- PROBLEM TO WORK ON
Within the entries below, how many lines carry the word "ReceiveFunds"? State the number and stop.

- DATA TO USE
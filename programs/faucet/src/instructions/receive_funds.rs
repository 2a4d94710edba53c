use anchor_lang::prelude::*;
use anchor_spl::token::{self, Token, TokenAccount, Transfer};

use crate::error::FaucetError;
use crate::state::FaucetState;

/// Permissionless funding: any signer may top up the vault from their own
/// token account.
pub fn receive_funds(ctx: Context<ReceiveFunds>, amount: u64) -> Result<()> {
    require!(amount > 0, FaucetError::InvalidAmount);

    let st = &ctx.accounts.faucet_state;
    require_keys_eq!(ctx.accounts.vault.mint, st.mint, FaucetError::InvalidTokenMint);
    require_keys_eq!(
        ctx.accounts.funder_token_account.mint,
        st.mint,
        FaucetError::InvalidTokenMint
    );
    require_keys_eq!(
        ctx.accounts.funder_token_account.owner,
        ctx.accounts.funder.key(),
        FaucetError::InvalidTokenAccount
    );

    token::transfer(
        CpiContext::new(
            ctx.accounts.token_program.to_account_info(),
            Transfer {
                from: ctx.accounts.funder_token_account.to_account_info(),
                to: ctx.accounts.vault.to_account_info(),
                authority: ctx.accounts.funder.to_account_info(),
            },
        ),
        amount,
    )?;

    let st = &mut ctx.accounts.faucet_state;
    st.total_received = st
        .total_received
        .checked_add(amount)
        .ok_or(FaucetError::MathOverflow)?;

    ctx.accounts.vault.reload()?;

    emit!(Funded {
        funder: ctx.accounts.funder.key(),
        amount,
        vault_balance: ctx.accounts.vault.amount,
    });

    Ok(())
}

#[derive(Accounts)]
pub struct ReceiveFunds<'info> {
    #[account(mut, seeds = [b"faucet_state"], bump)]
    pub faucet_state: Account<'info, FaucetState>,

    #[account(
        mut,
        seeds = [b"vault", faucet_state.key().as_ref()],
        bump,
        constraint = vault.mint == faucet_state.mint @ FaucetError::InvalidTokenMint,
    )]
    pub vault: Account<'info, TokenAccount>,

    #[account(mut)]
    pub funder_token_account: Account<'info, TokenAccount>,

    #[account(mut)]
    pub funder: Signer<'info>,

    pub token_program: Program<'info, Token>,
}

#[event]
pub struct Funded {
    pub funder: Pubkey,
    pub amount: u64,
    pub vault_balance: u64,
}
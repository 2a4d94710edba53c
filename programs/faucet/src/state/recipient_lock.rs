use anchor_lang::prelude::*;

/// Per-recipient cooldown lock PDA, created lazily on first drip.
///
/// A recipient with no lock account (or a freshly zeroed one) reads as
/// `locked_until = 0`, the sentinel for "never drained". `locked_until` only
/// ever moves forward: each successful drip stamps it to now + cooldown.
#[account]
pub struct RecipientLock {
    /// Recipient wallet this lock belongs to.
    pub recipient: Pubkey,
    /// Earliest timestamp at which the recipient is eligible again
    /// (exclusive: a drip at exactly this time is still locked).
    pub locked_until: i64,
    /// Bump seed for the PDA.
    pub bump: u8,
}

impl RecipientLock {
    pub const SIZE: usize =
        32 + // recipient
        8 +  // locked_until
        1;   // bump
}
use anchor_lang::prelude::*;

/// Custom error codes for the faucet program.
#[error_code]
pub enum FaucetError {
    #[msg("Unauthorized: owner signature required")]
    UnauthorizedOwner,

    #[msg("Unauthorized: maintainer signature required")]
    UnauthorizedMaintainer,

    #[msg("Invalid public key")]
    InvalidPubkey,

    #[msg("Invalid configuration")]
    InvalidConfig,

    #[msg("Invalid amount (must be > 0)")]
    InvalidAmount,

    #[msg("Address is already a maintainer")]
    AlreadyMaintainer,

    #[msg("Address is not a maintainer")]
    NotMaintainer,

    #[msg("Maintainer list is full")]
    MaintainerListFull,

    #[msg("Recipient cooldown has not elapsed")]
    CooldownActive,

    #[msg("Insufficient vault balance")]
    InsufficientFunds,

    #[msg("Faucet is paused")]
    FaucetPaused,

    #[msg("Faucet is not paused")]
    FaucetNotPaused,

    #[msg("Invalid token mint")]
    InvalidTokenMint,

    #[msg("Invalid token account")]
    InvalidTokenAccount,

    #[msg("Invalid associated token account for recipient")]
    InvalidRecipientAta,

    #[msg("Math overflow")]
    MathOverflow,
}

* * *

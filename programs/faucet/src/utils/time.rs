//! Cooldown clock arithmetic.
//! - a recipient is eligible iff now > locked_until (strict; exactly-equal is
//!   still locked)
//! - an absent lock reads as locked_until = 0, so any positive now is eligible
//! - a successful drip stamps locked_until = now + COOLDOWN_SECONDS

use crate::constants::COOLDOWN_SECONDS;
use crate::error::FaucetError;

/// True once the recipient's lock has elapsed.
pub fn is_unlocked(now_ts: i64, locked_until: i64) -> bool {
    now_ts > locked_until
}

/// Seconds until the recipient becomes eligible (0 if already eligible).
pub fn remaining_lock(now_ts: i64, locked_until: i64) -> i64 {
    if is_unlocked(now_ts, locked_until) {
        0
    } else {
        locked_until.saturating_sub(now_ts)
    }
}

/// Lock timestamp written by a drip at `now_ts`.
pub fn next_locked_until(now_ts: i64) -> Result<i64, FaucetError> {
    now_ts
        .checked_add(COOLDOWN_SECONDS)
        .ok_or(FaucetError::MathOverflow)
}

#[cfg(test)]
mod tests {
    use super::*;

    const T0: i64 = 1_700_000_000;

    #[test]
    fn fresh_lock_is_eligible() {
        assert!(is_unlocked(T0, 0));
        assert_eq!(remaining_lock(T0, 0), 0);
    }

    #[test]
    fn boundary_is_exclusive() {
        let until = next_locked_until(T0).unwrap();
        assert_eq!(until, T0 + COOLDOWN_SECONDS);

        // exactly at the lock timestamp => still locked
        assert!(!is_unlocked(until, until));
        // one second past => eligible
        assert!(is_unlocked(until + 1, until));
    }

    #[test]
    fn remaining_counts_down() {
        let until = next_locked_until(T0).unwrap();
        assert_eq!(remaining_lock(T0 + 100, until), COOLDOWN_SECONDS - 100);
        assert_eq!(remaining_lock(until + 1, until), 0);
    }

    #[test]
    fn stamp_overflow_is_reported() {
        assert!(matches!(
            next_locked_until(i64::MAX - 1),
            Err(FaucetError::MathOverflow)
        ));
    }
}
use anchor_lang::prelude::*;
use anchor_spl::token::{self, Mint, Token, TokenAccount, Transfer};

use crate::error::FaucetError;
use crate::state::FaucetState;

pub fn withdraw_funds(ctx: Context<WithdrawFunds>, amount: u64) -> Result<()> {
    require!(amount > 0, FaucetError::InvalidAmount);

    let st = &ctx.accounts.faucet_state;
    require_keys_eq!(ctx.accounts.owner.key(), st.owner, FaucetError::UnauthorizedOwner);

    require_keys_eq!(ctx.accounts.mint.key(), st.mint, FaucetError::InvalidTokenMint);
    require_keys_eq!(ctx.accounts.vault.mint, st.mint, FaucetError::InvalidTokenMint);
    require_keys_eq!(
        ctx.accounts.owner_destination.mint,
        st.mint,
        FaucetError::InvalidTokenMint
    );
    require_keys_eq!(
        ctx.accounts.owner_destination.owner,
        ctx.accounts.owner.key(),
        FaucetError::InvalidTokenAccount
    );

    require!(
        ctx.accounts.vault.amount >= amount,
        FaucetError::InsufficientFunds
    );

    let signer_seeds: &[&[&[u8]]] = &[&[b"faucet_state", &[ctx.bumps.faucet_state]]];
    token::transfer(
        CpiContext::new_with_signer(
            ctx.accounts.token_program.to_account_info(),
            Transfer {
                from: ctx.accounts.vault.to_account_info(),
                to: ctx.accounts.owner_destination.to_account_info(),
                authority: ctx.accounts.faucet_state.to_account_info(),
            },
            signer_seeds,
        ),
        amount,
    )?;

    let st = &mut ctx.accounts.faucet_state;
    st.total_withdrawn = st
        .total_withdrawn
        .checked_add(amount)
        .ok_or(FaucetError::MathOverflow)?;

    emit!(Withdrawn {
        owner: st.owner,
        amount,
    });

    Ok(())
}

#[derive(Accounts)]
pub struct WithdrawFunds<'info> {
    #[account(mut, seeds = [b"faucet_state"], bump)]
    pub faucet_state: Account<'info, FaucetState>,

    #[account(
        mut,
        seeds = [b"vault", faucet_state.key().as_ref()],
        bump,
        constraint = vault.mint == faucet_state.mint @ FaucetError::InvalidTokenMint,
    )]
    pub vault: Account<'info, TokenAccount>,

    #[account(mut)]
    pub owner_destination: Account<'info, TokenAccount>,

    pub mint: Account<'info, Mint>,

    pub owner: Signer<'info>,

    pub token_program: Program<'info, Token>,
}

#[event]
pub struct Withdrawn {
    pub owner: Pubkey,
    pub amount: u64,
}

...

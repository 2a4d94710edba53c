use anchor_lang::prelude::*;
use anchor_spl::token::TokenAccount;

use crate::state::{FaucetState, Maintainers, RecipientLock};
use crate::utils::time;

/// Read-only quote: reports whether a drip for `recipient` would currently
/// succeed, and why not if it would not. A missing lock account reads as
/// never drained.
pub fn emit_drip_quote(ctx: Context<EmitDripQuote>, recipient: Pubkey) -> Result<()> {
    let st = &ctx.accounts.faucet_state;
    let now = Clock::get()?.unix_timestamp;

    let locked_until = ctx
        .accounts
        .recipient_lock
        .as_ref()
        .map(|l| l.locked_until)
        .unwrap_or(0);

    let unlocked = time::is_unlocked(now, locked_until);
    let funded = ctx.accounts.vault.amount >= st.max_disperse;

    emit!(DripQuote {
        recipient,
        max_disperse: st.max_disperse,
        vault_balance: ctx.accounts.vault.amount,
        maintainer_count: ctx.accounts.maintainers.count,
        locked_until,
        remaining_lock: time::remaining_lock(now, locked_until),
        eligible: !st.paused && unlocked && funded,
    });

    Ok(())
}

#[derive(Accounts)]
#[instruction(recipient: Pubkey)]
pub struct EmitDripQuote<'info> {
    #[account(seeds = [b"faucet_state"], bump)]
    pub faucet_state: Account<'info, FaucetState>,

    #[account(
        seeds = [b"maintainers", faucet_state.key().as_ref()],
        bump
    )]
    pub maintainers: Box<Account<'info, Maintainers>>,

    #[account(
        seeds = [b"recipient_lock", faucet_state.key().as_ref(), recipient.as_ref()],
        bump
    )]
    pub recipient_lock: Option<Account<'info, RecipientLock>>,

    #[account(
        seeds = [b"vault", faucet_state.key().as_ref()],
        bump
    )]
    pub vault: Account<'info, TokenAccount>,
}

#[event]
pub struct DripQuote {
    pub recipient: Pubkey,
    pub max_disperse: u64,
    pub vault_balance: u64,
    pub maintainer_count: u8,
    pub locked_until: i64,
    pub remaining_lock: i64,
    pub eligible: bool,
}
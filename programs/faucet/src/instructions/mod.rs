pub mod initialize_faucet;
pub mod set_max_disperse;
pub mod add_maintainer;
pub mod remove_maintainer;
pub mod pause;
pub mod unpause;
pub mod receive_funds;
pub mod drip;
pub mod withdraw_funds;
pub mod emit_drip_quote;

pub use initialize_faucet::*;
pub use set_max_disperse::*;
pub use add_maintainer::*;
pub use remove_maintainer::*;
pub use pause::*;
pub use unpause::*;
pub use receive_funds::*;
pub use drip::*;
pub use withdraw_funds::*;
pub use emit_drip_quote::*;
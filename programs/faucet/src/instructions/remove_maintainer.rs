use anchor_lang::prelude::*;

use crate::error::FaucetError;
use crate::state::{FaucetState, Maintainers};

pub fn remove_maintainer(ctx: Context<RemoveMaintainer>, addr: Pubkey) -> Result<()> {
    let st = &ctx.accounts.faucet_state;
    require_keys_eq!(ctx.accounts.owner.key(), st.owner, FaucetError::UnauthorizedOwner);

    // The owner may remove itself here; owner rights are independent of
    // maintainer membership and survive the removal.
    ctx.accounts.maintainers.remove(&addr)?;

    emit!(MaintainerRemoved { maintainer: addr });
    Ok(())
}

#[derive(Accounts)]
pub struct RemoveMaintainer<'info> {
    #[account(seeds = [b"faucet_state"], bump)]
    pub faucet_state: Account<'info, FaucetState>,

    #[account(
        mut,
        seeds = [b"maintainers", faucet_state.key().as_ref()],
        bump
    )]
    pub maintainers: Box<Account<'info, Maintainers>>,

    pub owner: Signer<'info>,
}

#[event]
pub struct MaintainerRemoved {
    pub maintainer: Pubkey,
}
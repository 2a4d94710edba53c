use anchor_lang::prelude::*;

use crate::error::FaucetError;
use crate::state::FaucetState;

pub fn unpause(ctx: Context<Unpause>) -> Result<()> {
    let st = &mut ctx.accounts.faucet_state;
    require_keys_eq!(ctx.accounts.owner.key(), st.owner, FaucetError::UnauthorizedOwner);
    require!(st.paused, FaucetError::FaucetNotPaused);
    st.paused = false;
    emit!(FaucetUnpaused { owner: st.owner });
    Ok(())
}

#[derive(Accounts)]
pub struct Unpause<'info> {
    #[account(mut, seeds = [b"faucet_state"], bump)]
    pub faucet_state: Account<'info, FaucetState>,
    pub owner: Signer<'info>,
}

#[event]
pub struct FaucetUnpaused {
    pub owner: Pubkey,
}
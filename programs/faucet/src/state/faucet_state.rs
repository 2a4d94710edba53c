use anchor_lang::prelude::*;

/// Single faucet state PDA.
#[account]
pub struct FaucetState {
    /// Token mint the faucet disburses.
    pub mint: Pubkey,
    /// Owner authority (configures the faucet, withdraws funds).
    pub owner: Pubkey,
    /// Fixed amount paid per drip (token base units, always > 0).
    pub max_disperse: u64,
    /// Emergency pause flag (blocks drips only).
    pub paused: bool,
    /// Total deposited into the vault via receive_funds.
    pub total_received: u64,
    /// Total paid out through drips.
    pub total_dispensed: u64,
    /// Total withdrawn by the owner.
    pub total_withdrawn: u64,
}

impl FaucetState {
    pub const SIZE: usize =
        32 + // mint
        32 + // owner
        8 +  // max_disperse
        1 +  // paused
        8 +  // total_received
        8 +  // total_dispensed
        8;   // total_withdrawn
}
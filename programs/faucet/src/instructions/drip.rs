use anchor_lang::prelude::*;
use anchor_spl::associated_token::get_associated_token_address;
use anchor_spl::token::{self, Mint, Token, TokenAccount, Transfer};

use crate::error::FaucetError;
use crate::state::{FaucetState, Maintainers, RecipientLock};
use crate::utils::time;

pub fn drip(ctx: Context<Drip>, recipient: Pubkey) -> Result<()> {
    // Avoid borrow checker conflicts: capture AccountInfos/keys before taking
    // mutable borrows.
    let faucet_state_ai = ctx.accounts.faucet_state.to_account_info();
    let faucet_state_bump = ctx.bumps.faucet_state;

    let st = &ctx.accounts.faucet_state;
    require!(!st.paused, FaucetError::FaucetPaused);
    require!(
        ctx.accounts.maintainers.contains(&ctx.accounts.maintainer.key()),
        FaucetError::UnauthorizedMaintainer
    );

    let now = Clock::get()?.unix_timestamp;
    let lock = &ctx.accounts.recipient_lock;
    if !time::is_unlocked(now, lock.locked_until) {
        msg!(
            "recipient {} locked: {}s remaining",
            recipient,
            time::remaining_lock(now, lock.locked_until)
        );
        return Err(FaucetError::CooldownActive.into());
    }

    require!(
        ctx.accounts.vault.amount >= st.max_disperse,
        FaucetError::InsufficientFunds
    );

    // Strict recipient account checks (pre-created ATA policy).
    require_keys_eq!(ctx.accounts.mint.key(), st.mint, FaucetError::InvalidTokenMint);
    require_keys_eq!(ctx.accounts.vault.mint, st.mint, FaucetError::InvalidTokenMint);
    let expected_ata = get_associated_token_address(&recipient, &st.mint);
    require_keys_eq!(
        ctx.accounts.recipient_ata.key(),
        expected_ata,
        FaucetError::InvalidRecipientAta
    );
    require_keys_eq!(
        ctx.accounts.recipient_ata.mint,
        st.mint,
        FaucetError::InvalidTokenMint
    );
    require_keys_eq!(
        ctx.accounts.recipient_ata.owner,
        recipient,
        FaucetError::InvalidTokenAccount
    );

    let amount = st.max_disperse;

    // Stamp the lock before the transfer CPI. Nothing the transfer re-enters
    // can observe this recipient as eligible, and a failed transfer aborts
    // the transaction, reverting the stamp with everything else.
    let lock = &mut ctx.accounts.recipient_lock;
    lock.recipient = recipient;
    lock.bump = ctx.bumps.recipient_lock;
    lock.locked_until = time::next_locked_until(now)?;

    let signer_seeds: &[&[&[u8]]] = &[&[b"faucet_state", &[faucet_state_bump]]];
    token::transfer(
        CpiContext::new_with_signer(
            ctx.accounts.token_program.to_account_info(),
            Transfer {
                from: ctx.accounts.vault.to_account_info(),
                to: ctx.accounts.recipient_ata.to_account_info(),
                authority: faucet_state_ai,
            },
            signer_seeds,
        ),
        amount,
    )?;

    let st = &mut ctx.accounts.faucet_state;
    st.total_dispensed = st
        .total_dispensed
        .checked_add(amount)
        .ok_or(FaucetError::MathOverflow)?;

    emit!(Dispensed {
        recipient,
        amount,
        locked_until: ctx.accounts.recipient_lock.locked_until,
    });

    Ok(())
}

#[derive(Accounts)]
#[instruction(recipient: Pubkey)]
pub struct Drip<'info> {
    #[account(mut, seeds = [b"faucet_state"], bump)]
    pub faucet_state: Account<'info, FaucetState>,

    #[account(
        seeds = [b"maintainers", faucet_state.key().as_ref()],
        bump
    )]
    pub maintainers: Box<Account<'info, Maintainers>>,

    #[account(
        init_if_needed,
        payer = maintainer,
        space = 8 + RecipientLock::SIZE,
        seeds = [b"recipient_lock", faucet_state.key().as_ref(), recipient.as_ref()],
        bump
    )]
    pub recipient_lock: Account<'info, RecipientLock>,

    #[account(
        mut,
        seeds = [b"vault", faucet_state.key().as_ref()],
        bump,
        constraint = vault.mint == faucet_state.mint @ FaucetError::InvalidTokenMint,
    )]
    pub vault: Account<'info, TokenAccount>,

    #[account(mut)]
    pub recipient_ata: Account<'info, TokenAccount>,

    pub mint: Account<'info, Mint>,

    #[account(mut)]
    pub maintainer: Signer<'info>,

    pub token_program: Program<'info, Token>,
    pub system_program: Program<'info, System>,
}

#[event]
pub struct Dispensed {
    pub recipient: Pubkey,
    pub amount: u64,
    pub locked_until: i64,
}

- RESULT OF THE TASK
2